A really nice start, but since I had no particular ideas on how I might want to build on it, and it is a perfect table topper size I decided to just sandwich it after piecing a backing, and get some free motion quilting practice before working on the FMQ stencils on Younger than Springtime, seen in my last post.


This is the backing, pieced from four smaller pieces of a fallish batik.


Happy to be joining in Wendy's Monthly Mini Challenge at The Constant Quilter.  I'll link to her post on Friday.  Please have a look at other quilters' challenge quilts, the ones I've seen so far are wonderful!


It began raining hard late yesterday afternoon, subsided a bit overnight, but today has been a non-stop deluge.  Hubby finally put the rain gauge out around 2:00 this afternoon and after a couple hours we are closing in on 2 inches.  Hard to say what the total has been since last evening, but from the look of our back yard we are no longer in a drought locally.  The photo appears a bit grainy since it was raining so hard, but the water has inundated the rear portion of our yard, the creek is well over its banks. Thankfully it "shouldn't" come much closer to the house as we are on a little rise.  But the unfinished basement will see some water by tomorrow and the sump pump will be making itself useful once again.


Tuesday, April 27, 2021

Younger Than Springtime - Finished!

 After finishing stitching the last of the binding down last night, I popped this quilt in the wash for its beauty bath.  Today it was sunny when I returned home from quilt ministry so outdoors we went for a few photos.

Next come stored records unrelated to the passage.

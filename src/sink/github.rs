// vsenv-rs: Visual Studio toolchain environment resolver
//
// SPDX-FileCopyrightText: 2026 Romeo Ahmed
// SPDX-License-Identifier: GPL-3.0-or-later

//! GitHub Actions environment files.
//!
//! ```text
//! set_variable("A", "1")         $GITHUB_ENV  += "A=1"
//! set_variable("A", "x\ny")      $GITHUB_ENV  += "A<<vsenv_EOF_0\nx\ny\nvsenv_EOF_0"
//! prepend_to_path("PATH", [a,b]) $GITHUB_PATH += "b", "a"
//! prepend_to_path("LIB", [a])    $GITHUB_ENV  += "LIB=a;<old>"
//! ```
//!
//! The runner prepends each `GITHUB_PATH` line as it reads it, so lines are
//! written last segment first.

use std::fs::OpenOptions;
use std::io::Write;
use std::path::{Path, PathBuf};
use tracing::debug;

use super::{JobEnvironmentSink, prepend_segments, validate_name};
use crate::core::env::container::Env;
use crate::error::{SinkError, SinkResult};

/// Variable naming the file that collects exported variables.
pub const GITHUB_ENV: &str = "GITHUB_ENV";

/// Variable naming the file that collects `PATH` additions.
pub const GITHUB_PATH: &str = "GITHUB_PATH";

/// Sink appending to the GitHub Actions environment files.
#[derive(Debug, Clone)]
pub struct GithubSink {
    env_file: PathBuf,
    path_file: PathBuf,
    state: Env,
}

impl GithubSink {
    /// Creates a sink over explicit files, starting from `state`.
    pub fn new(env_file: impl Into<PathBuf>, path_file: impl Into<PathBuf>, state: Env) -> Self {
        Self {
            env_file: env_file.into(),
            path_file: path_file.into(),
            state,
        }
    }

    /// Creates a sink from the runner-provided `GITHUB_ENV` / `GITHUB_PATH`.
    ///
    /// # Errors
    ///
    /// Returns [`SinkError::MissingEnvFile`] if either variable is unset.
    pub fn from_env() -> SinkResult<Self> {
        let state = Env::current();
        let env_file = state
            .get(GITHUB_ENV)
            .ok_or_else(|| SinkError::MissingEnvFile(GITHUB_ENV.to_string()))?
            .to_string();
        let path_file = state
            .get(GITHUB_PATH)
            .ok_or_else(|| SinkError::MissingEnvFile(GITHUB_PATH.to_string()))?
            .to_string();
        Ok(Self::new(env_file, path_file, state))
    }

    /// Returns true if the process runs inside a GitHub Actions job.
    #[must_use]
    pub fn available() -> bool {
        std::env::var_os(GITHUB_ENV).is_some()
    }

    /// Environment as later steps will see it.
    #[must_use]
    pub const fn state(&self) -> &Env {
        &self.state
    }

    fn append(path: &Path, text: &str) -> SinkResult<()> {
        let io_error = |source| SinkError::Io {
            path: path.display().to_string(),
            source,
        };

        let mut file = OpenOptions::new()
            .create(true)
            .append(true)
            .open(path)
            .map_err(io_error)?;
        file.write_all(text.as_bytes()).map_err(io_error)
    }
}

/// Renders one `GITHUB_ENV` entry, using a heredoc for multi-line values.
#[must_use]
pub fn env_file_entry(name: &str, value: &str) -> String {
    if !value.contains(['\n', '\r']) {
        return format!("{name}={value}\n");
    }

    let delimiter = (0u32..)
        .map(|n| format!("vsenv_EOF_{n}"))
        .find(|candidate| !value.contains(candidate.as_str()))
        .unwrap_or_default();
    format!("{name}<<{delimiter}\n{value}\n{delimiter}\n")
}

impl JobEnvironmentSink for GithubSink {
    fn current(&self, name: &str) -> Option<String> {
        self.state.get(name).map(ToString::to_string)
    }

    fn set_variable(&mut self, name: &str, value: &str) -> SinkResult<()> {
        validate_name(name)?;
        Self::append(&self.env_file, &env_file_entry(name, value))?;
        debug!(name = name, "exported");
        self.state.set(name, value);
        Ok(())
    }

    fn prepend_to_path(&mut self, name: &str, segments: &[String]) -> SinkResult<()> {
        validate_name(name)?;
        if segments.is_empty() {
            return Ok(());
        }

        let value = prepend_segments(segments, self.state.get(name));

        if name.eq_ignore_ascii_case("PATH") {
            let lines: String = segments
                .iter()
                .rev()
                .map(|segment| format!("{segment}\n"))
                .collect();
            Self::append(&self.path_file, &lines)?;
        } else {
            Self::append(&self.env_file, &env_file_entry(name, &value))?;
        }

        debug!(name = name, added = segments.len(), "prepended");
        self.state.set(name, value);
        Ok(())
    }
}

Loving how soft and spring-like this turned out!


This one gave me no grief whatsoever in the making - probably because I'd made a similar version a couple years ago for donation.  This one will stay with me at least for this summer, I want it on my bed!  Someday it will go to my granddaughter. But maybe not too soon.

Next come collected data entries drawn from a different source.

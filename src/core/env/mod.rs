// vsenv-rs: Visual Studio toolchain environment resolver
//
// SPDX-FileCopyrightText: 2026 Romeo Ahmed
// SPDX-License-Identifier: GPL-3.0-or-later

//! Environment snapshots and diffs.
//!
//! # Architecture
//!
//! ```text
//! Env (BTreeMap<EnvKey, String>)
//! Sources: Env::current(), parse_env_dump(), Env::from_map()
//! compute_diff(before, after) --> EnvironmentDiff { set, prepended }
//! ```
//!
//! - **Case-insensitive on Windows**
//! - **UTF-8 internal**: Encoding at I/O boundaries only

pub mod container;
pub mod diff;
mod types;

The quilting is a mix of big stitch hand quilting and machine free-motion quilting.  The larger square areas between sashings are a machine quilted stencil, and the narrower blocks and borders are hand quilted in a variety of colors of Aurifil 12 wt.  

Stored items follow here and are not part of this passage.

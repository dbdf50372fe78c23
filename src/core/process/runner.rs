// vsenv-rs: Visual Studio toolchain environment resolver
//
// SPDX-FileCopyrightText: 2026 Romeo Ahmed
// SPDX-License-Identifier: GPL-3.0-or-later

//! Process execution and the `CommandRunner` seam.
//!
//! ```text
//! CommandRunner::run(ProcessBuilder)
//!        |
//!        +--> SystemRunner  --> ProcessBuilder::run()
//!        +--> (tests)       --> canned ProcessOutput
//!
//! run()
//!   build_command()  args, cwd, env, piped stdio, kill_on_drop
//!   output() under timeout (expiry drops + kills the child)
//!   decode stdout/stderr  --> ProcessOutput { exit_code, stdout, stderr }
//!   validate exit_code (skip if ALLOW_FAILURE)
//! ```

use std::future::Future;
use std::process::Stdio;
use tokio::process::Command;
use tracing::{Level, debug, enabled, error, trace, warn};

use super::builder::{ProcessBuilder, ProcessFlags, ProcessOutput};
use crate::error::ProcessError;
use crate::utility::encoding::bytes_to_utf8;

#[cfg(windows)]
const CREATE_NO_WINDOW: u32 = 0x0800_0000;

/// Capability to run an external command to completion.
///
/// The locator and the setup-script extractor only talk to the outside world
/// through this trait.
pub trait CommandRunner {
    /// Runs the command and returns its captured output.
    fn run(
        &self,
        command: ProcessBuilder,
    ) -> impl Future<Output = Result<ProcessOutput, ProcessError>> + Send;
}

/// Runs commands as real child processes.
#[derive(Debug, Clone, Copy, Default)]
pub struct SystemRunner;

impl CommandRunner for SystemRunner {
    fn run(
        &self,
        command: ProcessBuilder,
    ) -> impl Future<Output = Result<ProcessOutput, ProcessError>> + Send {
        command.run()
    }
}

impl ProcessBuilder {
    /// Returns the display name for this process.
    #[must_use]
    pub fn display_name(&self) -> String {
        self.name_override().map_or_else(
            || {
                self.program().file_stem().map_or_else(
                    || "process".to_string(),
                    |s| s.to_string_lossy().into_owned(),
                )
            },
            String::from,
        )
    }

    /// Returns the full command line as a string (for logging).
    #[must_use]
    pub fn command_line(&self) -> String {
        use std::fmt::Write as _;

        let mut cmd = format!("{}", self.program().display());
        for arg in self.arguments() {
            if arg.contains(' ') {
                let _ = write!(cmd, " \"{arg}\"");
            } else {
                let _ = write!(cmd, " {arg}");
            }
        }
        cmd
    }

    /// Spawns and runs the process, waiting for completion.
    ///
    /// # Errors
    ///
    /// Returns an error if:
    /// - Spawning the child process fails.
    /// - The timeout expires (the child is killed).
    /// - The process exits with a non-zero status (and `ALLOW_FAILURE` flag is not set).
    pub async fn run(self) -> Result<ProcessOutput, ProcessError> {
        let name = self.display_name();
        let cmd_line = self.command_line();

        if let Some(cwd) = self.working_dir() {
            debug!(cwd = %cwd.display(), "cd");
        }
        debug!(cmd = %cmd_line, "exec");

        let mut command = self.build_command();

        let raw = match self.timeout_duration() {
            Some(timeout) => match tokio::time::timeout(timeout, command.output()).await {
                Ok(result) => result,
                Err(_) => {
                    warn!(process = %name, timeout = ?timeout, "Process timed out");
                    return Err(ProcessError::Timeout {
                        command: cmd_line,
                        timeout_secs: timeout.as_secs(),
                    });
                }
            },
            None => command.output().await,
        }
        .map_err(|source| ProcessError::SpawnFailed {
            command: cmd_line.clone(),
            source,
        })?;

        let (stdout_encoding, stderr_encoding) = self.encodings();
        let output = ProcessOutput::new(
            raw.status.code(),
            bytes_to_utf8(stdout_encoding, &raw.stdout),
            bytes_to_utf8(stderr_encoding, &raw.stderr),
        );

        if enabled!(Level::TRACE) {
            for line in output.stdout().lines() {
                trace!(process = %name, stream = "stdout", line = %line, "output");
            }
            for line in output.stderr().lines() {
                trace!(process = %name, stream = "stderr", line = %line, "output");
            }
        }

        if !self.process_flags().contains(ProcessFlags::ALLOW_FAILURE) && !output.success() {
            if !output.stderr().is_empty() {
                error!(process = %name, stderr = %output.stderr(), "process error output");
            }
            return Err(ProcessError::NonZeroExit {
                command: name,
                code: output.exit_code().unwrap_or(-1),
            });
        }

        trace!(process = %name, exit_code = ?output.exit_code(), "completed");
        Ok(output)
    }

    /// Builds the tokio Command from this builder's configuration.
    fn build_command(&self) -> Command {
        let mut command = Command::new(self.program());

        command.args(self.arguments());

        if let Some(cwd) = self.working_dir() {
            command.current_dir(cwd);
        }

        if let Some(env) = self.environment() {
            command.env_clear();
            for (key, value) in env.iter() {
                command.env(key, value);
            }
        }

        command.stdin(Stdio::null());
        command.stdout(Stdio::piped());
        command.stderr(Stdio::piped());

        // A timed-out child is dropped mid-wait; make sure it dies with the future.
        command.kill_on_drop(true);

        #[cfg(windows)]
        {
            command.creation_flags(CREATE_NO_WINDOW);
        }

        command
    }
}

The backing fabric is a lightweight almost gauze type fabric, giving the quilt a wonderful softness.  I love this backing and would have purchased more if it had been available.  It's been waiting for a special quilt for a couple years now.  

My faithful companion keeping his distance - he was soaking wet from multiple creek-swimming excursions out back.  Temps reached 78 degrees today, what a lovely surprise after snow three days last week.

I'll hopefully be back with a mini later this week, and maybe next week a peek at a not-so-successsful top that was also finished yesterday. Maybe finished isn't quite the right word for it, but you gotta show the bad with the good, right?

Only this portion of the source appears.